The U.K. electricity industry has been through privatization and changing regulation. From privatization to consolidation to expansion the market has seen cyclical consolidation and expansion. The structure of the industry that has evolved has become a model for many others including North American regulators and utilities.
There are many companies in the electricity generation sector, from large multinationals to small, family-owned businesses running a single site. Transmission in the U.K. is operated by three regulated monopolies. Fourteen distribution companies are responsible for the distribution infrastructure. There are 39 energy suppliers who compete with each other to supply energy to customers. Full competition was introduced into Britain’s retail energy markets for large customers in 1990, in 1994 for medium sized entities and in 1998 for domestic customers.
At the Future of Canada's Utilities Summit in Toronto, Lawrence Slade, CEO of Energy UK, gave a fascinating overview of the evolution of the U.K. energy retail market from a market that was perceived as broken, noncompetitive and inefficient, to its present disruptive (to incumbents) state with new entrants into the market almost every week.
Energy UK is the trade association for the UK energy industry representing over 80 suppliers and generators of electricity and gas for domestic and business consumers.

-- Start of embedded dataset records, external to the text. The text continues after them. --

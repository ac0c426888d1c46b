//! Deployment executor: materializes the mapping table into the target tree.
//!
//! Each entry gets a clean overwrite — any pre-existing target is deleted
//! first — then a hardlink when source and target share a volume, falling
//! back to a byte copy with the modification time preserved. A single
//! entry's failure never aborts the batch; it is recorded in the execution
//! report and processing continues.

pub mod clone;
pub mod reclaim;

use std::path::Path;

use anyhow::Result;

use crate::logging::Log;
use crate::manifest::MappingTable;
use crate::report::{DeployMethod, ExecutionReport};

/// Deploy every mapping entry into `target_root`.
///
/// In dry-run mode the planned operations are logged and an empty report is
/// returned; nothing is touched.
///
/// # Errors
///
/// Per-entry I/O errors are recorded in the report, not returned. The only
/// error case is a failure to log — effectively none; the signature leaves
/// room for callers to `?` uniformly.
pub fn deploy_manifest(
    table: &MappingTable,
    target_root: &Path,
    dry_run: bool,
    log: &dyn Log,
) -> Result<ExecutionReport> {
    let mut report = ExecutionReport::new();
    log.info(&format!(
        "deploying {} entries to {}",
        table.len(),
        target_root.display()
    ));

    for (rel_path, entry) in table.iter() {
        let target = target_root.join(rel_path);
        if dry_run {
            log.dry_run(&format!(
                "would deploy {rel_path} from {}",
                entry.source.display()
            ));
            continue;
        }
        match deploy_one(&entry.source, &target) {
            Ok(method) => report.record_success(rel_path, method, &entry.mod_origin),
            Err(e) => {
                log.debug(&format!("failed to deploy {rel_path}: {e}"));
                report.record_failure(rel_path, &entry.mod_origin, &e.to_string());
            }
        }
    }

    if !dry_run {
        let failures = report.failure_count();
        if failures > 0 {
            log.warn(&format!(
                "{} of {} entries failed to deploy",
                failures,
                report.len()
            ));
        } else {
            log.info(&format!("{} entries deployed", report.len()));
        }
    }
    Ok(report)
}

/// Materialize one entry: clean overwrite, then hardlink or copy.
fn deploy_one(source: &Path, target: &Path) -> std::io::Result<DeployMethod> {
    remove_existing(target)?;
    if let Some(parent) = target.parent() {
        std::fs::create_dir_all(parent)?;
    }
    match std::fs::hard_link(source, target) {
        Ok(()) => Ok(DeployMethod::Hardlink),
        // Cross-volume (or filesystem-refused) hardlinks are an expected
        // branch; the deterministic fallback is a byte copy.
        Err(_) => {
            copy_preserving_mtime(source, target)?;
            Ok(DeployMethod::Copy)
        }
    }
}

/// Delete whatever currently occupies `target`: file, symlink, or subtree.
pub(crate) fn remove_existing(target: &Path) -> std::io::Result<()> {
    match std::fs::symlink_metadata(target) {
        Ok(meta) if meta.is_dir() => std::fs::remove_dir_all(target),
        Ok(_) => std::fs::remove_file(target),
        Err(e) if e.kind() == std::io::ErrorKind::NotFound => Ok(()),
        Err(e) => Err(e),
    }
}

/// Byte-copy `source` to `dest` and carry the modification time over.
pub(crate) fn copy_preserving_mtime(source: &Path, dest: &Path) -> std::io::Result<()> {
    std::fs::copy(source, dest)?;
    let mtime = std::fs::metadata(source)?.modified()?;
    std::fs::OpenOptions::new()
        .write(true)
        .open(dest)?
        .set_modified(mtime)
}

The energy regulator in the U.K. is Ofgem. In 2002 Ofgem abolished price caps across the market based on the concept that "competition could deliver more benefits for customers than regulation." But there was a widespread perception that the market was not competitive. In 2008 Ofgem announces a probe into energy supply markets. In 2014 Ofgem referred the energy market to the Competition and Markets Authority.
However, in the last few years, the number of customers switching their energy supplier has increased dramatically. The number of new energy suppliers has gone up dramatically and the public has shown with its feet that it prefers the new entrants to the incumbents. More than a million customers are leaving the incumbents for the new entrants every year. The market share the new entrants has achieved is remarkable, 15% in a couple of years and it continues to rise.
There are price comparison web sites. Collective switching where customers join together to get a better price from a supplier is commonplace. This together with government ads has achieved a record level of customers switching, 4 million in 2015 and over 1.1 million in the first quarter of 2016.
The biggest hurdle that had to be overcome and continues to be a challenge is engaging with customers. When the market was first opened up, many customers didn't understand how the market functions. Many assumed that all energy companies are the same and it wouldn't be worth switching. The reality is that customers can save hundreds of pounds a year by switching. An Ofgem survey in 2014 found that the amount of money that the average customer would have to save to encourage them to switch was £94. It turns out this is just about the amount that customers save per annum by switching.
But it is not just about price. The new entrants have done a better job of engaging with the customer, by providing green energy, better customer service, a free heater or broadband and energy packages. The incumbents have realized that they are rapidly losing a major part of their customer base and are starting to fight back.
The future
In the future it is expected that customers will be able to switch in 24 hours rather than the current two weeks. There will be additional trials to try to engage with late adopters, the customers who still have not seen the value of switching in a competitive market. The rollout of smart meters will make it easier for innovators to use customer power usage patterns to demonstrate the advantage of smart devices, batteries and load shifting. It is expected that energy suppliers will get more involved in managing devices on the other side of the meter.
There is the threat of intermediaries coming between the customer and the energy supplier leading to disconnect of the relationship between a supplier and their customers. The continued drop in cost and efficiency improvements from solar PV and batteries may lead to customers going off the grid. This creates a regulatory headache of how to recover costs for stranded network assets that may only carry a small proportion of their design capacity. On the plus side electric vehicles and the possible decarbonization of heat could potentially reverse the demand decline.